Task item: When a line below contains the string "outside", show that line.

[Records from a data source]
┏━━

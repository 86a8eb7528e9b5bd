//! The metadata envelope: attaching and stripping storage metadata.
//!
//! This module is the single place where versioning and lifecycle metadata
//! is joined to or removed from a generic document. On the write path,
//! [`attach`] injects the reserved fields that make a document addressable
//! (primary key, type name, resource ID, version ID) and auditable (method,
//! timestamp, lifecycle state). On the read path, [`extract`] reconstructs
//! the [`Interaction`] those fields describe and strips them, leaving a
//! metadata-free resource body for the content codec.
//!
//! Both directions are pure: they consume a document and return a new one,
//! so a caller retaining the original reference never observes aliased
//! mutation.
//!
//! # Reserved fields
//!
//! | field | type | meaning |
//! |---|---|---|
//! | `_id` | string | `"{type}/{id}"` canonical lookup token |
//! | `@when` | RFC 3339 string | version creation time (UTC) |
//! | `@state` | string | lifecycle marker (`current` / `superseded`) |
//! | `@versionId` | string | version identifier |
//! | `@typeName` | string | resource type |
//! | `@resourceId` | string | logical resource identifier |
//! | `@method` | integer | operation-kind wire code |
//! | `@transaction` | any | in-flight transaction marker (written elsewhere) |
//!
//! The first seven are written by [`attach`]. `@transaction` is placed by
//! transaction-bundle orchestration outside this core, but it lives in the
//! reserved namespace and is cleared on extraction with the rest, so no
//! reserved name can ever leak into a parsed resource body.

use chrono::{DateTime, SecondsFormat, Utc};
use serde_json::{Map, Value};

use crate::error::{StoreError, StoreResult};
use crate::interaction::{Interaction, Method};
use crate::key::ResourceKey;

/// Reserved field names of the storage envelope.
pub mod field {
    /// Canonical `"{type}/{id}"` lookup token; the document's primary key.
    pub const PRIMARY_KEY: &str = "_id";
    /// Version creation time, RFC 3339.
    pub const WHEN: &str = "@when";
    /// Lifecycle state marker.
    pub const STATE: &str = "@state";
    /// Version identifier.
    pub const VERSION_ID: &str = "@versionId";
    /// Resource type name.
    pub const TYPE_NAME: &str = "@typeName";
    /// Logical resource identifier.
    pub const RESOURCE_ID: &str = "@resourceId";
    /// Operation-kind wire code.
    pub const METHOD: &str = "@method";
    /// In-flight transaction marker.
    pub const TRANSACTION: &str = "@transaction";

    /// The seven fields written by [`super::attach`], and copied by
    /// [`super::transfer`].
    pub const ATTACHED: &[&str] = &[
        PRIMARY_KEY,
        WHEN,
        STATE,
        VERSION_ID,
        TYPE_NAME,
        RESOURCE_ID,
        METHOD,
    ];

    /// The full reserved namespace cleared by extraction.
    pub const RESERVED: &[&str] = &[
        PRIMARY_KEY,
        WHEN,
        STATE,
        VERSION_ID,
        TYPE_NAME,
        RESOURCE_ID,
        METHOD,
        TRANSACTION,
    ];
}

/// Lifecycle state of a stored document.
#[derive(Debug, Clone, Copy, PartialEq, Eq)]
pub enum DocumentState {
    /// The latest version of its logical resource.
    Current,
    /// Replaced by a newer version.
    Superseded,
}

impl DocumentState {
    /// Returns the wire value stored in the envelope.
    pub fn as_str(self) -> &'static str {
        match self {
            DocumentState::Current => "current",
            DocumentState::Superseded => "superseded",
        }
    }

    /// Parses a wire value back into a state.
    pub fn parse(value: &str) -> Option<DocumentState> {
        match value {
            "current" => Some(DocumentState::Current),
            "superseded" => Some(DocumentState::Superseded),
            _ => None,
        }
    }
}

/// Attaches storage metadata to a document, returning the enveloped copy.
///
/// Writes the seven reserved fields: the operation code, the primary-key
/// token (`key.relative_path()`), the three key components, the supplied
/// UTC instant, and the `current` lifecycle marker.
///
/// The interaction's key must satisfy the storage-validity invariant. This
/// is a hard precondition, not a best-effort default: a document missing any
/// of type/resource/version identifiers could not be unambiguously retrieved
/// or versioned later.
///
/// # Errors
///
/// * [`StoreError::InvalidKey`] - the key has a base or lacks a component.
/// * [`StoreError::MalformedEnvelope`] - the document is not a JSON object.
pub fn attach(document: Value, interaction: &Interaction, when: DateTime<Utc>) -> StoreResult<Value> {
    let key = interaction.key();
    let Some((type_name, resource_id, version_id)) = key.storage_parts() else {
        return Err(StoreError::InvalidKey { key: key.clone() });
    };

    let mut object = into_object(document)?;
    object.insert(
        field::METHOD.to_string(),
        Value::from(interaction.method().code()),
    );
    object.insert(
        field::PRIMARY_KEY.to_string(),
        Value::String(key.relative_path()),
    );
    object.insert(
        field::TYPE_NAME.to_string(),
        Value::String(type_name.to_string()),
    );
    object.insert(
        field::RESOURCE_ID.to_string(),
        Value::String(resource_id.to_string()),
    );
    object.insert(
        field::VERSION_ID.to_string(),
        Value::String(version_id.to_string()),
    );
    object.insert(field::WHEN.to_string(), Value::String(format_when(when)));
    object.insert(
        field::STATE.to_string(),
        Value::String(DocumentState::Current.as_str().to_string()),
    );
    Ok(Value::Object(object))
}

/// Extracts the interaction a stored document describes, and strips the
/// reserved fields from it.
///
/// Metadata is read out before the document is stripped: the version
/// timestamp (any RFC 3339 offset, normalized to UTC), the addressing key
/// reconstructed from its three components, and the operation kind mapped
/// through its wire code. The returned interaction has no resource attached;
/// whether the remaining body should be parsed is the caller's decision,
/// driven by [`Interaction::is_present`].
///
/// # Errors
///
/// [`StoreError::MalformedEnvelope`] when a required reserved field is
/// missing or wrong-typed, the timestamp does not parse, or the method code
/// is outside the closed enumeration. A corrupt envelope is never patched
/// over with defaults - a resource reconstructed with a wrong type or
/// missing version is unsafe to serve.
pub fn extract(document: Value) -> StoreResult<(Interaction, Value)> {
    let mut object = into_object(document)?;

    let when = parse_when(&require_string(&object, field::WHEN)?)?;
    let type_name = require_string(&object, field::TYPE_NAME)?;
    let resource_id = require_string(&object, field::RESOURCE_ID)?;
    let version_id = require_string(&object, field::VERSION_ID)?;
    let code = require_integer(&object, field::METHOD)?;
    let method = Method::from_code(code).ok_or_else(|| {
        StoreError::malformed_envelope(field::METHOD, format!("unknown operation code {}", code))
    })?;

    for name in field::RESERVED {
        object.remove(*name);
    }

    let key = ResourceKey::new(type_name)
        .with_resource_id(resource_id)
        .with_version_id(version_id);
    Ok((Interaction::new(key, method, when), Value::Object(object)))
}

/// Copies the seven attach-written envelope fields verbatim from one
/// document onto another, leaving resource-body fields untouched.
///
/// Used when duplicating a stored record - producing a copy that reuses
/// identity fields - without re-deriving metadata.
///
/// # Errors
///
/// [`StoreError::MalformedEnvelope`] when the source lacks one of the seven
/// fields, or either document is not a JSON object.
pub fn transfer(from: &Value, to: Value) -> StoreResult<Value> {
    let source = from.as_object().ok_or_else(|| {
        StoreError::malformed_envelope(field::PRIMARY_KEY, "source document is not a JSON object")
    })?;
    let mut target = into_object(to)?;

    for name in field::ATTACHED {
        let value = source
            .get(*name)
            .ok_or_else(|| StoreError::malformed_envelope(name, "missing from source document"))?;
        target.insert((*name).to_string(), value.clone());
    }
    Ok(Value::Object(target))
}

/// Stamps the version timestamp onto an interaction.
///
/// Sets `interaction.when`, and - when a resource is attached - cascades the
/// same instant into the resource's `meta.lastUpdated`, creating the meta
/// block if absent. A resource's self-reported modification time and its
/// storage-version time are the same logical event; they must never diverge.
pub fn stamp_version_date(interaction: &mut Interaction, when: DateTime<Utc>) {
    interaction.set_when(when);
    if let Some(resource) = interaction.resource_mut() {
        resource.set_last_updated(when);
    }
}

/// Serializes an instant in the envelope wire form.
fn format_when(when: DateTime<Utc>) -> String {
    when.to_rfc3339_opts(SecondsFormat::Millis, true)
}

fn parse_when(raw: &str) -> StoreResult<DateTime<Utc>> {
    DateTime::parse_from_rfc3339(raw)
        .map(|dt| dt.with_timezone(&Utc))
        .map_err(|err| {
            StoreError::malformed_envelope(field::WHEN, format!("not an RFC 3339 instant: {}", err))
        })
}

fn into_object(document: Value) -> StoreResult<Map<String, Value>> {
    match document {
        Value::Object(object) => Ok(object),
        other => Err(StoreError::malformed_envelope(
            field::PRIMARY_KEY,
            format!("document is not a JSON object (found {})", kind_of(&other)),
        )),
    }
}

fn require_string(object: &Map<String, Value>, name: &'static str) -> StoreResult<String> {
    match object.get(name) {
        Some(Value::String(value)) => Ok(value.clone()),
        Some(other) => Err(StoreError::malformed_envelope(
            name,
            format!("expected a string, found {}", kind_of(other)),
        )),
        None => Err(StoreError::malformed_envelope(name, "missing")),
    }
}

fn require_integer(object: &Map<String, Value>, name: &'static str) -> StoreResult<i64> {
    match object.get(name) {
        Some(Value::Number(value)) => value.as_i64().ok_or_else(|| {
            StoreError::malformed_envelope(name, format!("not an integer: {}", value))
        }),
        Some(other) => Err(StoreError::malformed_envelope(
            name,
            format!("expected an integer, found {}", kind_of(other)),
        )),
        None => Err(StoreError::malformed_envelope(name, "missing")),
    }
}

fn kind_of(value: &Value) -> &'static str {
    match value {
        Value::Null => "null",
        Value::Bool(_) => "a boolean",
        Value::Number(_) => "a number",
        Value::String(_) => "a string",
        Value::Array(_) => "an array",
        Value::Object(_) => "an object",
    }
}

┗━━

Finished exercise:
//! transaction-bundle orchestration outside this core, but it lives in the
/// is outside the closed enumeration. A corrupt envelope is never patched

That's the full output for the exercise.